Никто ему не ответил.
— Так вот, — продолжал он, — если старый человек, наподобие миссис Пратчетт, внезапно испытает очень сильное потрясение, то, думаю, вам известно, что затем случается?
— Что? — сказали мы. — Что случается?
— У отца моего спросите, — сказал Твейтс. — Он вам расскажет.
— Ты скажи.
— У такого человека случается сердечный приступ, — объявил Твейтс. — Ее сердце перестало биться, и через пять секунд она умерла.
На мгновение, а то и два мое собственное сердце перестало биться. Твейтс ткнул указательным пальцем в меня и мрачно сказал: — Я думаю, что ты ее убил.
— Я? — закричал я. — Почему только один я?
— Ты это придумал, — сказал он. — И потом, это ты закинул мышку вовнутрь.
Нежданно-негаданно я вдруг оказался убийцей.

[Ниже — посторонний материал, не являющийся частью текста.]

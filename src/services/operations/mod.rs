//! Operation handlers and the contract they share.
//!
//! A handler validates its inputs through the storage and geospatial
//! collaborators, derives a deterministic output path, reports coarse
//! progress through an [`OperationContext`] and returns the produced path.

pub mod clip;
pub mod mosaic;
pub mod reproject;
pub mod resample;

use async_trait::async_trait;
use std::future::Future;
use std::path::Path;
use std::sync::Arc;
use tokio_util::sync::CancellationToken;
use uuid::Uuid;

use crate::models::job::ErrorKind;
use crate::models::operation::{OperationDescriptor, OperationKind};
use crate::models::raster::{RasterMetadata, VectorMetadata};
use crate::services::geo::{GeoBackend, GeoError};
use crate::services::storage::{RasterStorage, StorageError};

pub use clip::ClipHandler;
pub use mosaic::MosaicHandler;
pub use reproject::ReprojectHandler;
pub use resample::ResampleHandler;

/// Progress milestones shared by every handler.
pub mod milestone {
    pub const VALIDATED: u8 = 10;
    pub const COMPUTING: u8 = 30;
    pub const FINALIZING: u8 = 90;
}

#[derive(Debug, Clone, PartialEq, thiserror::Error)]
pub enum OperationError {
    #[error("{0}")]
    Validation(String),

    #[error("{0}")]
    NotFound(String),

    #[error("{0}")]
    InvalidFormat(String),

    #[error("{0}")]
    Processing(String),

    #[error("{0}")]
    Timeout(String),

    #[error("operation cancelled")]
    Cancelled,
}

impl OperationError {
    /// Kind recorded on a Failed job. `None` for cancellation, which is not a failure.
    pub fn error_kind(&self) -> Option<ErrorKind> {
        match self {
            Self::Validation(_) => Some(ErrorKind::Validation),
            Self::NotFound(_) => Some(ErrorKind::NotFound),
            Self::InvalidFormat(_) => Some(ErrorKind::InvalidFormat),
            Self::Processing(_) => Some(ErrorKind::Processing),
            Self::Timeout(_) => Some(ErrorKind::Timeout),
            Self::Cancelled => None,
        }
    }
}

impl From<GeoError> for OperationError {
    fn from(e: GeoError) -> Self {
        match e {
            GeoError::NotFound(path) => Self::NotFound(format!("File not found: {path}")),
            GeoError::InvalidFormat { path, reason } => {
                Self::InvalidFormat(format!("Invalid file {path}: {reason}"))
            }
            GeoError::Processing(message) => Self::Processing(message),
            GeoError::Unavailable(message) => Self::Processing(message),
        }
    }
}

impl From<StorageError> for OperationError {
    fn from(e: StorageError) -> Self {
        match e {
            StorageError::NotFound(path) => Self::NotFound(format!("File not found: {path}")),
            StorageError::InvalidPath(path) => Self::Validation(format!("Invalid path: {path}")),
            other => Self::Processing(format!("storage error: {other}")),
        }
    }
}

/// What a handler produced.
#[derive(Debug, Clone, PartialEq)]
pub struct OperationOutcome {
    pub output_path: String,
    /// `false` when the operation was a no-op and returned its input unchanged.
    pub created: bool,
    pub message: String,
    pub warnings: Vec<String>,
}

impl OperationOutcome {
    pub fn created(output_path: String, message: impl Into<String>) -> Self {
        Self {
            output_path,
            created: true,
            message: message.into(),
            warnings: Vec::new(),
        }
    }

    pub fn unchanged(input_path: &str, message: impl Into<String>) -> Self {
        Self {
            output_path: input_path.to_string(),
            created: false,
            message: message.into(),
            warnings: Vec::new(),
        }
    }
}

/// Receives progress reports from a running handler.
#[async_trait]
pub trait ProgressSink: Send + Sync {
    /// Fails with [`OperationError::Cancelled`] once the job may no longer progress.
    async fn report(&self, job_id: Uuid, progress: u8, message: &str)
        -> Result<(), OperationError>;
}

/// Discards progress. Used for previews and direct handler calls.
pub struct NoProgress;

#[async_trait]
impl ProgressSink for NoProgress {
    async fn report(&self, _: Uuid, _: u8, _: &str) -> Result<(), OperationError> {
        Ok(())
    }
}

/// Per-execution handle passed to a handler.
pub struct OperationContext {
    job_id: Uuid,
    cancel: CancellationToken,
    sink: Arc<dyn ProgressSink>,
}

impl OperationContext {
    pub fn new(job_id: Uuid, cancel: CancellationToken, sink: Arc<dyn ProgressSink>) -> Self {
        Self { job_id, cancel, sink }
    }

    /// Context with no progress reporting and a token nobody trips.
    pub fn detached() -> Self {
        Self::new(Uuid::nil(), CancellationToken::new(), Arc::new(NoProgress))
    }

    pub fn job_id(&self) -> Uuid {
        self.job_id
    }

    pub fn cancellation(&self) -> &CancellationToken {
        &self.cancel
    }

    /// Return early if the job has been asked to stop.
    pub fn checkpoint(&self) -> Result<(), OperationError> {
        if self.cancel.is_cancelled() {
            Err(OperationError::Cancelled)
        } else {
            Ok(())
        }
    }

    pub async fn progress(&self, progress: u8, message: &str) -> Result<(), OperationError> {
        self.checkpoint()?;
        self.sink.report(self.job_id, progress, message).await
    }

    /// Await a collaborator call, abandoning it if the job is cancelled.
    pub async fn guard<T, F>(&self, call: F) -> Result<T, OperationError>
    where
        F: Future<Output = Result<T, OperationError>> + Send,
        T: Send,
    {
        tokio::select! {
            biased;
            _ = self.cancel.cancelled() => Err(OperationError::Cancelled),
            result = call => result,
        }
    }
}

/// Collaborators every handler works through.
#[derive(Clone)]
pub struct Collaborators {
    pub storage: Arc<dyn RasterStorage>,
    pub geo: Arc<dyn GeoBackend>,
    /// Prefix under which outputs are written; empty for the storage root.
    pub output_prefix: String,
}

impl Collaborators {
    pub fn new(
        storage: Arc<dyn RasterStorage>,
        geo: Arc<dyn GeoBackend>,
        output_prefix: impl Into<String>,
    ) -> Self {
        Self {
            storage,
            geo,
            output_prefix: output_prefix.into().trim_end_matches('/').to_string(),
        }
    }

    pub fn output_path(&self, file_name: &str) -> String {
        if self.output_prefix.is_empty() {
            file_name.to_string()
        } else {
            format!("{}/{}", self.output_prefix, file_name)
        }
    }

    /// Explicit output name when given, otherwise `<stem>_<suffix>.tif`.
    pub fn resolve_output(&self, input: &str, suffix: &str, explicit: Option<&str>) -> String {
        match explicit {
            Some(name) => self.output_path(name),
            None => self.output_path(&derived_name(input, suffix)),
        }
    }

    pub async fn require_exists(&self, path: &str, what: &str) -> Result<(), OperationError> {
        if self.storage.exists(path).await? {
            Ok(())
        } else {
            Err(OperationError::NotFound(format!("{what} file not found: {path}")))
        }
    }

    pub async fn raster(&self, path: &str) -> Result<RasterMetadata, OperationError> {
        self.geo.raster_metadata(path).await.map_err(|e| match e {
            GeoError::InvalidFormat { reason, .. } => {
                OperationError::InvalidFormat(format!("Invalid raster file {path}: {reason}"))
            }
            other => other.into(),
        })
    }

    pub async fn vector(&self, path: &str) -> Result<VectorMetadata, OperationError> {
        let meta = self.geo.vector_metadata(path).await.map_err(|e| match e {
            GeoError::InvalidFormat { reason, .. } => {
                OperationError::InvalidFormat(format!("Invalid vector file {path}: {reason}"))
            }
            other => other.into(),
        })?;

        if meta.feature_count == 0 {
            return Err(OperationError::InvalidFormat(format!(
                "Invalid vector file {path}: no features"
            )));
        }
        Ok(meta)
    }

    pub async fn same_crs(&self, a: &str, b: &str) -> Result<bool, OperationError> {
        Ok(self.geo.crs_equivalent(a, b).await?)
    }

    /// Fail if the backend reported success but nothing was written.
    pub async fn confirm_written(&self, path: &str, what: &str) -> Result<(), OperationError> {
        if self.storage.exists(path).await? {
            Ok(())
        } else {
            Err(OperationError::Processing(format!(
                "{what} file was not created successfully"
            )))
        }
    }
}

/// `<stem>_<suffix>.tif` for an input path.
pub fn derived_name(input: &str, suffix: &str) -> String {
    let stem = Path::new(input)
        .file_stem()
        .and_then(|s| s.to_str())
        .unwrap_or("output");
    format!("{stem}_{suffix}.tif")
}

/// A transformation the worker pool can execute.
#[async_trait]
pub trait OperationHandler: Send + Sync {
    fn kind(&self) -> OperationKind;

    /// Cheap, side-effect-free checks run at submission time.
    fn validate(&self, _descriptor: &OperationDescriptor) -> Result<(), OperationError> {
        Ok(())
    }

    async fn run(
        &self,
        descriptor: &OperationDescriptor,
        ctx: &OperationContext,
    ) -> Result<OperationOutcome, OperationError>;
}

pub(crate) fn mismatched(expected: OperationKind, got: &OperationDescriptor) -> OperationError {
    OperationError::Validation(format!(
        "{expected} handler cannot run a {} descriptor",
        got.kind()
    ))
}
use axum::extract::{Path, Query, State};
use axum::http::StatusCode;
use axum::Json;
use serde::{Deserialize, Serialize};
use uuid::Uuid;

use crate::app_state::AppState;
use crate::models::job::{ErrorKind, JobStatus, JobView};
use crate::routes::ApiError;
use crate::services::dispatcher::CancelResult;

#[derive(Debug, Deserialize)]
pub struct SubmitJobRequest {
    #[serde(alias = "operation")]
    pub operation_type: String,
    #[serde(default)]
    pub parameters: serde_json::Value,
}

#[derive(Debug, Serialize, Deserialize)]
pub struct SubmitJobResponse {
    pub job_id: Uuid,
    pub status: JobStatus,
    pub message: String,
}

#[derive(Debug, Deserialize)]
pub struct ListJobsQuery {
    pub status: Option<JobStatus>,
    #[serde(default = "default_limit")]
    pub limit: usize,
}

fn default_limit() -> usize {
    50
}

/// POST /api/v1/jobs: validate and queue a raster operation.
pub async fn submit_job(
    State(state): State<AppState>,
    Json(request): Json<SubmitJobRequest>,
) -> Result<(StatusCode, Json<SubmitJobResponse>), ApiError> {
    let job_id = state
        .jobs
        .submit(&request.operation_type, request.parameters)
        .await?;

    Ok((
        StatusCode::ACCEPTED,
        Json(SubmitJobResponse {
            job_id,
            status: JobStatus::Pending,
            message: "Job queued for processing".to_string(),
        }),
    ))
}

/// GET /api/v1/jobs/{job_id}: current status. Unknown ids get a 404 carrying
/// a well-formed view with `found = false`.
pub async fn get_job_status(
    State(state): State<AppState>,
    Path(job_id): Path<Uuid>,
) -> (StatusCode, Json<JobView>) {
    let view = state.jobs.get_job(job_id).await;
    let code = if view.found {
        StatusCode::OK
    } else if view.error_kind == Some(ErrorKind::NotFound) {
        StatusCode::NOT_FOUND
    } else {
        StatusCode::SERVICE_UNAVAILABLE
    };
    (code, Json(view))
}

/// GET /api/v1/jobs: newest first, optionally filtered by status.
pub async fn list_jobs(
    State(state): State<AppState>,
    Query(query): Query<ListJobsQuery>,
) -> Result<Json<Vec<JobView>>, ApiError> {
    Ok(Json(state.jobs.list_jobs(query.status, query.limit).await?))
}

/// POST /api/v1/jobs/{job_id}/cancel
pub async fn cancel_job(
    State(state): State<AppState>,
    Path(job_id): Path<Uuid>,
) -> Result<Json<CancelResult>, ApiError> {
    Ok(Json(state.jobs.cancel(job_id).await?))
}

Как раз в это самое время мы услыхали далекий звук школьного звонка, и оставшийся отрезок пути нам пришлось преодолевать бегом, иначе мы опоздали бы на молитвы.
Молились мы в Зале Собраний. Мы все рассаживались на деревянных скамейках, которые стояли в несколько рядов, а учителя восседали лицом к нам в креслах, находившихся на возвышении. Наша пятерка успела юркнуть на свои места как раз вовремя — директор школы уже шествовал к возвышению, на котором стояли кресла, а за ним двигались другие учителя и прочий персонал школы.
Этот директор — единственный учитель Соборной школы в Лландаффе, которого я могу вспомнить, и вы скоро узнаете, почему я помню его очень отчетливо. Имя ему было — мистер Кумбз, и в моей памяти хранится картинка крупного человека, этакого великана, с физиономией, похожей на кусок ветчины, и копной ржавых, спутанных в колтун волос на макушке.
Все взрослые видятся маленьким детям гигантами. Но школьные директора (и полицейские) — самые громадные великаны, они куда больше всех прочих. Вполне возможно, что на самом деле мистер Кумбз был совершенно обычным существом, но в моей памяти он — огромный великан.
Мистер Кумбз как раз продвигался к возвышению, чтобы промямлить старинные молитвы, которые у нас бывали каждый день, но сегодня утром, после того как прозвучало последнее «Аминь», он не развернулся, как обычно, и не стал стремительно уводить свою свиту. Он остался и по-прежнему стоял перед нами, и было понятно, что он сейчас что-то объявит.